Das Umgangsrecht hat sicherlich seine Bedeutung und kann positiv für die Entwicklung von Kindern sein. Es gibt allerdings zur Zeit keine belastbaren wissenschaftlichen Erkenntnisse darüber, dass der Umgang tatsächlich für die Entwicklung der Kinder die Bedeutung hat, die ihm zur Zeit in der Rechtsprechung und in der öffentlichen Meinung beigemessen wird. Die herrschende Umgangseuphorie ist nicht angebracht (vgl. Dr. Kindler/Reinhold, Wohl und Wille des Kindes, VPR 2007, 291 ff). Bei den verschiedenen Untersuchungen ist vielmehr festgestellt worden, dass es eher ungünstige Zusammenhänge zwischen Umgangskontakten und kindlichem Wohlbefinden gibt, wenn zwischen den Eltern ein anhaltend hohes Konfliktniveau besteht. Gelingt es Eltern über längere Zeit nicht, ihre wechselseitigen Konflikte nach der Trennung zu begrenzen, werden Umgangskontakte für die Kinder vielfach zur Belastung. Andererseits trägt eine positive Entwicklung der Kinder zu einer Stabilisierung des Umgangs bei.

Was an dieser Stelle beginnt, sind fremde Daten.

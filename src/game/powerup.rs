//! Power-up lifecycle: spawn timing, placement, effects and their reversal.
//!
//! Functions here only touch `GameState` and the timer queue; the session
//! controller decides when they run.

use std::time::Duration;

use rand::Rng;

use super::engine;
use super::scheduler::Scheduler;
use super::state::{ActiveEffect, GameState, PowerUp, PowerUpKind};

/// Lower bound of the random delay before a spawn attempt
pub const SPAWN_DELAY_MIN: Duration = Duration::from_millis(5_000);
/// Upper bound (exclusive) of the random delay before a spawn attempt
pub const SPAWN_DELAY_MAX: Duration = Duration::from_millis(15_000);
/// Delay before retrying a spawn whose candidate cell was blocked
pub const SPAWN_RETRY_DELAY: Duration = Duration::from_millis(1_000);
/// How long an uncollected power-up stays on the board
pub const POWER_UP_LIFETIME: Duration = Duration::from_millis(8_000);

/// Cells removed by the shorten power-up
pub const SHORTEN_AMOUNT: usize = 3;
/// Shorten never takes the snake below this length
pub const SHORTEN_MIN_LENGTH: usize = 2;

/// Timers owned by a running session
#[derive(Debug, Clone, Copy, PartialEq, Eq)]
pub enum TimerEvent {
    /// Simulation step; stale generations are ignored
    Tick { generation: u64 },
    SpawnPowerUp,
    ExpirePowerUp { id: u64 },
    EndEffect { id: u64 },
}

/// Outcome of a spawn attempt
#[derive(Debug, Clone, Copy, PartialEq, Eq)]
pub enum SpawnOutcome {
    Spawned(PowerUp),
    /// Candidate cell was blocked or the game was paused; retried shortly
    Retrying,
    /// Game over or a power-up is already live; the chain is left to others
    Skipped,
}

/// Draw a spawn delay uniformly from `[SPAWN_DELAY_MIN, SPAWN_DELAY_MAX)`
pub fn random_spawn_delay<R: Rng + ?Sized>(rng: &mut R) -> Duration {
    let min = SPAWN_DELAY_MIN.as_millis() as u64;
    let max = SPAWN_DELAY_MAX.as_millis() as u64;
    Duration::from_millis(rng.gen_range(min..max))
}

/// Schedule the next spawn attempt after a random delay
pub fn schedule_spawn<R: Rng + ?Sized>(
    scheduler: &mut Scheduler<TimerEvent>,
    rng: &mut R,
    now: Duration,
) {
    scheduler.schedule(now + random_spawn_delay(rng), TimerEvent::SpawnPowerUp);
}

/// Try to put a power-up of random kind on a random cell.
///
/// A single candidate cell is drawn; if it is blocked the attempt is retried
/// after `SPAWN_RETRY_DELAY`. A successful spawn arms its expiry timer.
pub fn attempt_spawn<R: Rng + ?Sized>(
    state: &mut GameState,
    scheduler: &mut Scheduler<TimerEvent>,
    rng: &mut R,
    now: Duration,
    paused: bool,
    id: u64,
) -> SpawnOutcome {
    if !state.is_alive || state.power_up.is_some() {
        return SpawnOutcome::Skipped;
    }
    if paused {
        scheduler.schedule(now + SPAWN_RETRY_DELAY, TimerEvent::SpawnPowerUp);
        return SpawnOutcome::Retrying;
    }

    let kind = PowerUpKind::random(rng);
    let tile_count = state.tile_count();
    let position = engine::random_cell(rng, tile_count);

    if state.blocks_power_up(position) {
        scheduler.schedule(now + SPAWN_RETRY_DELAY, TimerEvent::SpawnPowerUp);
        return SpawnOutcome::Retrying;
    }

    let power_up = PowerUp {
        id,
        kind,
        position,
        expires_at: now + POWER_UP_LIFETIME,
    };
    state.power_up = Some(power_up);
    scheduler.schedule(power_up.expires_at, TimerEvent::ExpirePowerUp { id });
    SpawnOutcome::Spawned(power_up)
}

/// Remove the power-up `id` if it is still on the board.
/// Returns true when it was removed and a new spawn should be scheduled.
pub fn expire(state: &mut GameState, id: u64) -> bool {
    match state.power_up {
        Some(power_up) if power_up.id == id => {
            state.power_up = None;
            true
        }
        _ => false,
    }
}

/// Apply the immediate part of a collected power-up.
/// Returns the number of tail cells removed (shorten only).
pub fn apply_immediate(state: &mut GameState, kind: PowerUpKind) -> usize {
    match kind {
        PowerUpKind::SpeedUp => {
            state.tick_interval /= 2;
            0
        }
        PowerUpKind::SlowDown => {
            state.tick_interval *= 2;
            0
        }
        PowerUpKind::DoubleScore => {
            state.double_score = true;
            0
        }
        PowerUpKind::GhostMode => {
            state.ghost_mode = true;
            0
        }
        PowerUpKind::Shorten => state.snake.shorten(SHORTEN_AMOUNT, SHORTEN_MIN_LENGTH),
    }
}

/// Record a timed effect and arm its end timer. Instantaneous kinds are ignored.
pub fn arm_effect(
    state: &mut GameState,
    scheduler: &mut Scheduler<TimerEvent>,
    kind: PowerUpKind,
    now: Duration,
    id: u64,
) -> Option<ActiveEffect> {
    let duration = kind.duration()?;
    let effect = ActiveEffect {
        id,
        kind,
        label: kind.label(),
        expires_at: now + duration,
    };
    state.active_effects.push(effect.clone());
    scheduler.schedule(effect.expires_at, TimerEvent::EndEffect { id });
    Some(effect)
}

/// Reverse and remove the effect `id`.
///
/// Each activation owns its timer, so an earlier activation of the same kind
/// ending also clears a flag a later activation set.
pub fn end_effect(state: &mut GameState, id: u64) -> Option<ActiveEffect> {
    let index = state.active_effects.iter().position(|e| e.id == id)?;
    let effect = state.active_effects.remove(index);

    match effect.kind {
        PowerUpKind::SpeedUp | PowerUpKind::SlowDown => {
            state.tick_interval = state.settings.base_interval();
        }
        PowerUpKind::DoubleScore => state.double_score = false,
        PowerUpKind::GhostMode => state.ghost_mode = false,
        PowerUpKind::Shorten => {}
    }
    Some(effect)
}

#[cfg(test)]
mod tests {
    use super::*;
    use crate::game::config::GameSettings;
    use crate::game::direction::Direction;
    use crate::game::state::{Position, Snake};
    use rand::SeedableRng;
    use rand::rngs::StdRng;

    fn ms(n: u64) -> Duration {
        Duration::from_millis(n)
    }

    fn state() -> GameState {
        let snake = Snake::new(Position::new(10, 10), Direction::Right, 1);
        GameState::new(GameSettings::default(), snake, Some(Position::new(3, 3)))
    }

    #[test]
    fn test_spawn_delay_range() {
        let mut rng = StdRng::seed_from_u64(3);
        for _ in 0..500 {
            let delay = random_spawn_delay(&mut rng);
            assert!(delay >= SPAWN_DELAY_MIN && delay < SPAWN_DELAY_MAX);
        }
    }

    #[test]
    fn test_spawn_places_power_up_and_arms_expiry() {
        let mut rng = StdRng::seed_from_u64(11);
        let mut scheduler = Scheduler::new();
        let mut state = state();

        // Keep trying until the random cell is free; retries are scheduled each time
        let mut outcome = SpawnOutcome::Retrying;
        for _ in 0..50 {
            outcome = attempt_spawn(&mut state, &mut scheduler, &mut rng, ms(6_000), false, 1);
            if matches!(outcome, SpawnOutcome::Spawned(_)) {
                break;
            }
        }

        let SpawnOutcome::Spawned(power_up) = outcome else {
            panic!("power-up never spawned");
        };
        assert_eq!(state.power_up, Some(power_up));
        assert_eq!(power_up.expires_at, ms(14_000));
        assert!(!state.blocks_power_up(power_up.position));
        assert!(scheduler
            .iter()
            .any(|e| e.event == TimerEvent::ExpirePowerUp { id: 1 } && e.fire_at == ms(14_000)));
    }

    #[test]
    fn test_spawn_skipped_while_one_is_live() {
        let mut rng = StdRng::seed_from_u64(5);
        let mut scheduler = Scheduler::new();
        let mut state = state();
        state.power_up = Some(PowerUp {
            id: 9,
            kind: PowerUpKind::Shorten,
            position: Position::new(1, 1),
            expires_at: ms(8_000),
        });

        let outcome = attempt_spawn(&mut state, &mut scheduler, &mut rng, ms(0), false, 10);

        assert_eq!(outcome, SpawnOutcome::Skipped);
        assert!(scheduler.is_empty());
    }

    #[test]
    fn test_spawn_while_paused_retries() {
        let mut rng = StdRng::seed_from_u64(5);
        let mut scheduler = Scheduler::new();
        let mut state = state();

        let outcome = attempt_spawn(&mut state, &mut scheduler, &mut rng, ms(7_000), true, 1);

        assert_eq!(outcome, SpawnOutcome::Retrying);
        assert!(state.power_up.is_none());
        assert_eq!(scheduler.next_deadline(), Some(ms(8_000)));
    }

    #[test]
    fn test_spawn_on_blocked_cell_retries() {
        let mut rng = StdRng::seed_from_u64(5);
        let mut scheduler = Scheduler::new();
        let mut state = state();
        let head = state.snake.head();
        state.obstacles = (0..20)
            .flat_map(|y| (0..20).map(move |x| Position::new(x, y)))
            .filter(|pos| *pos != head)
            .collect();

        let outcome = attempt_spawn(&mut state, &mut scheduler, &mut rng, ms(6_000), false, 1);

        assert_eq!(outcome, SpawnOutcome::Retrying);
        assert!(state.power_up.is_none());
        assert_eq!(scheduler.len(), 1);
        assert_eq!(scheduler.next_deadline(), Some(ms(7_000)));
        assert_eq!(scheduler.pop_due(ms(7_000)).unwrap().event, TimerEvent::SpawnPowerUp);
    }

    #[test]
    fn test_expire_only_matching_instance() {
        let mut state = state();
        state.power_up = Some(PowerUp {
            id: 2,
            kind: PowerUpKind::SpeedUp,
            position: Position::new(1, 1),
            expires_at: ms(8_000),
        });

        assert!(!expire(&mut state, 1));
        assert!(state.power_up.is_some());
        assert!(expire(&mut state, 2));
        assert!(state.power_up.is_none());
    }

    #[test]
    fn test_speed_effects_and_reversal() {
        let mut scheduler = Scheduler::new();
        let mut state = state();

        apply_immediate(&mut state, PowerUpKind::SpeedUp);
        assert_eq!(state.tick_interval, ms(75));
        arm_effect(&mut state, &mut scheduler, PowerUpKind::SpeedUp, ms(1_000), 1);
        assert_eq!(scheduler.next_deadline(), Some(ms(6_000)));

        apply_immediate(&mut state, PowerUpKind::SlowDown);
        assert_eq!(state.tick_interval, ms(150));
        arm_effect(&mut state, &mut scheduler, PowerUpKind::SlowDown, ms(2_000), 2);

        end_effect(&mut state, 1);
        assert_eq!(state.tick_interval, ms(150));
        assert_eq!(state.effect_labels(), vec!["Slow Down"]);
    }

    #[test]
    fn test_retriggered_effect_ends_with_first_timer() {
        let mut scheduler = Scheduler::new();
        let mut state = state();

        apply_immediate(&mut state, PowerUpKind::GhostMode);
        arm_effect(&mut state, &mut scheduler, PowerUpKind::GhostMode, ms(0), 1);
        apply_immediate(&mut state, PowerUpKind::GhostMode);
        arm_effect(&mut state, &mut scheduler, PowerUpKind::GhostMode, ms(3_000), 2);

        end_effect(&mut state, 1);
        assert!(!state.ghost_mode);
        assert_eq!(state.active_effects.len(), 1);

        // Second end is a no-op on the flag but removes the entry exactly once
        assert!(end_effect(&mut state, 2).is_some());
        assert!(end_effect(&mut state, 2).is_none());
    }

    #[test]
    fn test_shorten_is_instant() {
        let mut scheduler = Scheduler::new();
        let mut state = state();
        state.snake = Snake::new(Position::new(10, 10), Direction::Right, 5);

        assert_eq!(apply_immediate(&mut state, PowerUpKind::Shorten), 3);
        assert_eq!(state.snake.len(), 2);
        assert!(arm_effect(&mut state, &mut scheduler, PowerUpKind::Shorten, ms(0), 1).is_none());
        assert!(scheduler.is_empty());
        assert!(state.active_effects.is_empty());
    }

    #[test]
    fn test_double_score_lasts_ten_seconds() {
        let mut scheduler = Scheduler::new();
        let mut state = state();

        apply_immediate(&mut state, PowerUpKind::DoubleScore);
        let effect =
            arm_effect(&mut state, &mut scheduler, PowerUpKind::DoubleScore, ms(500), 4).unwrap();

        assert!(state.double_score);
        assert_eq!(effect.expires_at, ms(10_500));
        end_effect(&mut state, 4);
        assert!(!state.double_score);
    }
}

Bevor es zu einer Ausweitung des ohnehin sehr umfangreichen Umgangsrechtes kommen kann, müsste das hohe Konfliktniveau zwischen den Parteien erst einmal abgebaut werden. Dazu kann auch der Antragsteller beitragen, indem er nicht die Erziehungsfähigkeit der Mutter anzweifelt, indem er sich mit dem bisherigen Umgangsrecht zufrieden gibt und nicht ständig mehr fordert. Andererseits muss aber auch die Antragsgegnerin die Bereitschaft entwickeln, wieder mit dem Antragsteller zu kommunizieren und eine Basis dafür zu schaffen, dass der gemeinsame Sohn auch in der Zukunft unbelastet Umgang mit seinem Vater pflegen kann.
3). Die Kostenentscheidung beruht auf § 13 a FGG.